The guilty man is 30 years old Taimoor Raza, who had become embroiled in a debate on Islam. The man belongs to the Shiite community. Condemnation confirms attempt to gag dissent.

Lahore (AsiaNews) - An anti-terrorist court in Pakistan has issued the first death sentence for blasphemy on Facebook. Bahawalpur (Punjab) judges sentenced Taimoor Raza, a 30-year-old man, to capital punishment for insulting the prophet Mohammed. Now he can appeal to the High Court of Lahore and following this the Supreme Court. This is the first ruling of this type, which confirms Islamabad government's clampdown on dissent expressed on social media.

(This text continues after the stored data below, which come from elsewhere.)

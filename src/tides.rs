//! Site displacement due to pole tides (rotational deformation
//! caused by polar motion), following the IERS conventions.
use hifitime::Epoch;
use log::trace;

#[cfg(feature = "serde")]
use serde::{Deserialize, Serialize};

use crate::prelude::{Position, Triple};

/// J2000 reference epoch, as MJD (UTC days)
const J2000_MJD_DAYS: f64 = 51544.5;

/// Julian year, in days
const JULIAN_YEAR_DAYS: f64 = 365.25;

/// [PoleTides] holds the pole displacement (arcseconds) published
/// by the IERS for the epoch of interest.
#[derive(Default, Debug, Copy, Clone, PartialEq)]
#[cfg_attr(feature = "serde", derive(Serialize, Deserialize))]
pub struct PoleTides {
    /// Pole displacement x (arcseconds)
    pub x_arcsec: f64,
    /// Pole displacement y (arcseconds)
    pub y_arcsec: f64,
}

impl PoleTides {
    pub fn new(x_arcsec: f64, y_arcsec: f64) -> Self {
        Self { x_arcsec, y_arcsec }
    }

    /// Copies and returns [PoleTides] with updated pole displacement (arcseconds)
    pub fn with_xy(&self, x_arcsec: f64, y_arcsec: f64) -> Self {
        Self::new(x_arcsec, y_arcsec)
    }

    /// Mean pole (x, y) in arcseconds at given [Epoch],
    /// drifting linearly from its J2000 location.
    pub fn mean_pole(t: Epoch) -> (f64, f64) {
        let years = (t.to_mjd_utc_days() - J2000_MJD_DAYS) / JULIAN_YEAR_DAYS;
        (0.054 + 0.00083 * years, 0.357 + 0.00395 * years)
    }

    /// Site displacement (m) at given [Epoch] and [Position],
    /// expressed in the Up-East-North frame. Magnitudes are up to
    /// 2.5 cm vertically and 0.7 cm horizontally.
    pub fn displacement(&self, t: Epoch, position: &Position) -> Triple {
        let (xp_bar, yp_bar) = Self::mean_pole(t);

        let m1 = self.x_arcsec - xp_bar;
        let m2 = yp_bar - self.y_arcsec;

        let colatitude = (90.0 - position.geodetic_latitude()).to_radians();
        let (slon, clon) = position.longitude().to_radians().sin_cos();

        let along = m1 * clon + m2 * slon;
        let across = m1 * slon - m2 * clon;

        let uen = Triple::new(
            -0.033 * (2.0 * colatitude).sin() * along,
            0.009 * colatitude.cos() * across,
            -0.009 * (2.0 * colatitude).cos() * along,
        );

        trace!("{} - pole tides (m1={}, m2={}): {}", t, m1, m2, uen);
        uen
    }
}

/// Pole tides displacement (m), in the Up-East-North frame, at given
/// [Epoch] and [Position], for a pole displacement in arcseconds.
pub fn pole_tides(t: Epoch, position: &Position, x_arcsec: f64, y_arcsec: f64) -> Triple {
    PoleTides::new(x_arcsec, y_arcsec).displacement(t, position)
}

Raza was arrested last year after discussing Islamic social networking. Waseem Abbas, his brother, reported that he had "become embroiled in a sectarian debate with a person who only later revealed that he was an official of the Department of Counter-Terrorism, named Muhammad Usman." Abbas added that his family is "poor but educated" and belongs to the Shiite Islamic minority.

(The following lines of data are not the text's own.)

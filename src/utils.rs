/// Formats a floating point number the way the C `%g` conversion
/// does, with given number of significant digits.
pub(crate) fn format_g(value: f64, significant: usize) -> String {
    if value == 0.0 {
        return "0".to_string();
    }
    if !value.is_finite() {
        return value.to_string();
    }

    let significant = significant.max(1);
    let scientific = format!("{:.*e}", significant - 1, value);

    let (mantissa, exponent) = match scientific.split_once('e') {
        Some((mantissa, exponent)) => (mantissa, exponent.parse::<i32>().unwrap_or(0)),
        None => return scientific,
    };

    if exponent < -4 || exponent >= significant as i32 {
        let sign = if exponent < 0 { '-' } else { '+' };
        format!(
            "{}e{}{:02}",
            trim_trailing_zeros(mantissa),
            sign,
            exponent.abs()
        )
    } else {
        let decimals = (significant as i32 - 1 - exponent) as usize;
        trim_trailing_zeros(&format!("{:.*}", decimals, value)).to_string()
    }
}

fn trim_trailing_zeros(s: &str) -> &str {
    if s.contains('.') {
        s.trim_end_matches('0').trim_end_matches('.')
    } else {
        s
    }
}

#[cfg(test)]
mod test {
    use super::format_g;
    #[test]
    fn test_format_g() {
        assert_eq!(format_g(0.0, 6), "0");
        assert_eq!(format_g(1000.0, 6), "1000");
        assert_eq!(format_g(-500.0, 6), "-500");
        assert_eq!(format_g(0.0001, 6), "0.0001");
        assert_eq!(format_g(0.05, 6), "0.05");
        assert_eq!(format_g(1.5, 6), "1.5");
        assert_eq!(format_g(1.446445072869704e-11, 6), "1.44645e-11");
        assert_eq!(format_g(1234567.0, 6), "1.23457e+06");
        assert_eq!(format_g(0.00001, 6), "1e-05");
        assert_eq!(format_g(123456.0, 6), "123456");
    }
}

The convict is one of the 15 arrested last year in Pakistan, accused of having offended the prophet online. So far no one has been formally condemned for what is considered the "black law" in the country. Indeed, experts consider the decision as "exceptional" if one considers that people accused of blasphemy awaiting trial, such as Christian mother Asia Bibi, have been languishing in Pakistani prisons for years.

The issue is a thorny topic, and only the hypothesis of defaming Islam can provoke violent reactions. This is the case of Mashal Khan, the student lynched to death by colleagues at Mardan University last April, after rumors of blasphemy comments had come to light. Recently an official report ordered by the Supreme Court ruled that charges against the young man were entirely unfounded.

Human rights defenders complain that allegations of blasphemy are used as a justification for personal revenge. That is why more than one criticism has been expressed against the government, when in March, Prime Minister Nawaz Sharif has asked Facebook and other social media for a "help" to stop blasphemous comments.

The request was interpreted as another attempt to gag dissent, as in the case of the five intellectuals and bloggers kidnapped by intelligence agencies in early 2017 because they dared criticize the radical elements of government. They were first abducted, then charged with blasphemy and then reappeared. As stressed by one of them who dared to break the silence, the result of these political maneuvers was the self-censorship of secular thinkers.